Send back the listing, word for word.

--- Recorded data ---

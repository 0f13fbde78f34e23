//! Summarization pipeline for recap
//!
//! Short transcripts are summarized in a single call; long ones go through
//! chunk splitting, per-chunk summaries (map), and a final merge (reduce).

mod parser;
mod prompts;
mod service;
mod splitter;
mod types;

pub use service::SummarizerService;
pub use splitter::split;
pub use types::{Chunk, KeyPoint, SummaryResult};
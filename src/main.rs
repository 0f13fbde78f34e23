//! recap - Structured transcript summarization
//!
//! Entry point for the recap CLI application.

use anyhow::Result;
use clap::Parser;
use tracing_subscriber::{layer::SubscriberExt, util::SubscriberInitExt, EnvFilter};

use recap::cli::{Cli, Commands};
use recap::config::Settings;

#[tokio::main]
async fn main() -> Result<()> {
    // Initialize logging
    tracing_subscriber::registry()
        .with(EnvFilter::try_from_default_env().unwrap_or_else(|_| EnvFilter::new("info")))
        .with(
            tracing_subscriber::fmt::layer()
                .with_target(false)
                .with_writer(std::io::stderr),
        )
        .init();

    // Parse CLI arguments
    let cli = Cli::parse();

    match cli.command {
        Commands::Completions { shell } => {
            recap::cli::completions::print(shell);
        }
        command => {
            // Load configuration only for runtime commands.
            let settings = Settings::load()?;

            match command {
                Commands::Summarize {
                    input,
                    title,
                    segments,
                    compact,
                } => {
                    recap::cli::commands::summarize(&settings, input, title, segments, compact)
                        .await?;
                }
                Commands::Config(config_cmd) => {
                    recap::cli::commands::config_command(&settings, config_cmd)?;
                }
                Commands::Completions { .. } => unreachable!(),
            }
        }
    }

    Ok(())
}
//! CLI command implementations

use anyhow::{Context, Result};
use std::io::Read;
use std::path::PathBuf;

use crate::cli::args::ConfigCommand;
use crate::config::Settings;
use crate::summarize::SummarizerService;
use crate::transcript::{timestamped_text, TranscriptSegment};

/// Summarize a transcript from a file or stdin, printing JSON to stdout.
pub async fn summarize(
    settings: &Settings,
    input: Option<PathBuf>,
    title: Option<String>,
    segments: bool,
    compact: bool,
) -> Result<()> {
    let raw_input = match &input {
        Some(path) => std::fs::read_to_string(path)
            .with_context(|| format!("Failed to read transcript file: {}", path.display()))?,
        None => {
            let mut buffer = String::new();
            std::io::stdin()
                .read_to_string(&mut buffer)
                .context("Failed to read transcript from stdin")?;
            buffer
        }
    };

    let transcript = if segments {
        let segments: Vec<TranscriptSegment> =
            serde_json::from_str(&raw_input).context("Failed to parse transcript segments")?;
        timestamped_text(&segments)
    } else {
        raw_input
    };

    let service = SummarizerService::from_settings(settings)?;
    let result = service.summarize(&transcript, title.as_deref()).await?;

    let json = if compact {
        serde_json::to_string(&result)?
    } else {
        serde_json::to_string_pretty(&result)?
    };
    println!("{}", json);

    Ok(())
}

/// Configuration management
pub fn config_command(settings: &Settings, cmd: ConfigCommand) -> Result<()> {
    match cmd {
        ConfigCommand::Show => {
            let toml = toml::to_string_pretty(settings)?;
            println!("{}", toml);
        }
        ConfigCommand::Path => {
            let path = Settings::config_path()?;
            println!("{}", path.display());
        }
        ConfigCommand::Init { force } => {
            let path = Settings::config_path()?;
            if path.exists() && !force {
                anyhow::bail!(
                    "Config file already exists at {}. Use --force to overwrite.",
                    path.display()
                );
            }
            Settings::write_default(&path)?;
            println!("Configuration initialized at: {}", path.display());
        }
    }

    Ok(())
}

---

• [Answer section]
repository 0f13fbde78f34e23
//! Summarization pipeline for recap
//!
//! Short transcripts are summarized in a single call; long ones go through
//! chunk splitting, per-chunk summaries (map), and a final merge (reduce).

mod parser;
mod prompts;
mod service;
mod splitter;
mod types;

pub use service::SummarizerService;
pub use splitter::split;
pub use types::{Chunk, KeyPoint, SummaryResult};
filename src/main.rs
repository 0f13fbde78f34e23
//! recap - Structured transcript summarization
//!
//! Entry point for the recap CLI application.

use anyhow::Result;
use clap::Parser;
use tracing_subscriber::{layer::SubscriberExt, util::SubscriberInitExt, EnvFilter};

use recap::cli::{Cli, Commands};
use recap::config::Settings;

#[tokio::main]
async fn main() -> Result<()> {
    // Initialize logging
    tracing_subscriber::registry()
        .with(EnvFilter::try_from_default_env().unwrap_or_else(|_| EnvFilter::new("info")))
        .with(
            tracing_subscriber::fmt::layer()
                .with_target(false)
                .with_writer(std::io::stderr),
        )
        .init();

    // Parse CLI arguments
    let cli = Cli::parse();

    match cli.command {
        Commands::Completions { shell } => {
            recap::cli::completions::print(shell);
        }
        command => {
            // Load configuration only for runtime commands.
            let settings = Settings::load()?;

            match command {
                Commands::Summarize {
                    input,
                    title,
                    segments,
                    compact,
                } => {
                    recap::cli::commands::summarize(&settings, input, title, segments, compact)
                        .await?;
                }
                Commands::Config(config_cmd) => {
                    recap::cli::commands::config_command(&settings, config_cmd)?;
                }
                Commands::Completions { .. } => unreachable!(),
            }
        }
    }

    Ok(())
}
//! CLI command implementations

use anyhow::{Context, Result};
use std::io::Read;
use std::path::PathBuf;

use crate::cli::args::ConfigCommand;
use crate::config::Settings;
use crate::summarize::SummarizerService;
use crate::transcript::{timestamped_text, TranscriptSegment};

/// Summarize a transcript from a file or stdin, printing JSON to stdout.
pub async fn summarize(
    settings: &Settings,
    input: Option<PathBuf>,
    title: Option<String>,
    segments: bool,
    compact: bool,
) -> Result<()> {
    let raw_input = match &input {
        Some(path) => std::fs::read_to_string(path)
            .with_context(|| format!("Failed to read transcript file: {}", path.display()))?,
        None => {
            let mut buffer = String::new();
            std::io::stdin()
                .read_to_string(&mut buffer)
                .context("Failed to read transcript from stdin")?;
            buffer
        }
    };

    let transcript = if segments {
        let segments: Vec<TranscriptSegment> =
            serde_json::from_str(&raw_input).context("Failed to parse transcript segments")?;
        timestamped_text(&segments)
    } else {
        raw_input
    };

    let service = SummarizerService::from_settings(settings)?;
    let result = service.summarize(&transcript, title.as_deref()).await?;

    let json = if compact {
        serde_json::to_string(&result)?
    } else {
        serde_json::to_string_pretty(&result)?
    };
    println!("{}", json);

    Ok(())
}

/// Configuration management
pub fn config_command(settings: &Settings, cmd: ConfigCommand) -> Result<()> {
    match cmd {
        ConfigCommand::Show => {
            let toml = toml::to_string_pretty(settings)?;
            println!("{}", toml);
        }
        ConfigCommand::Path => {
            let path = Settings::config_path()?;
            println!("{}", path.display());
        }
        ConfigCommand::Init { force } => {
            let path = Settings::config_path()?;
            if path.exists() && !force {
                anyhow::bail!(
                    "Config file already exists at {}. Use --force to overwrite.",
                    path.display()
                );
            }
            Settings::write_default(&path)?;
            println!("Configuration initialized at: {}", path.display());
        }
    }

    Ok(())
}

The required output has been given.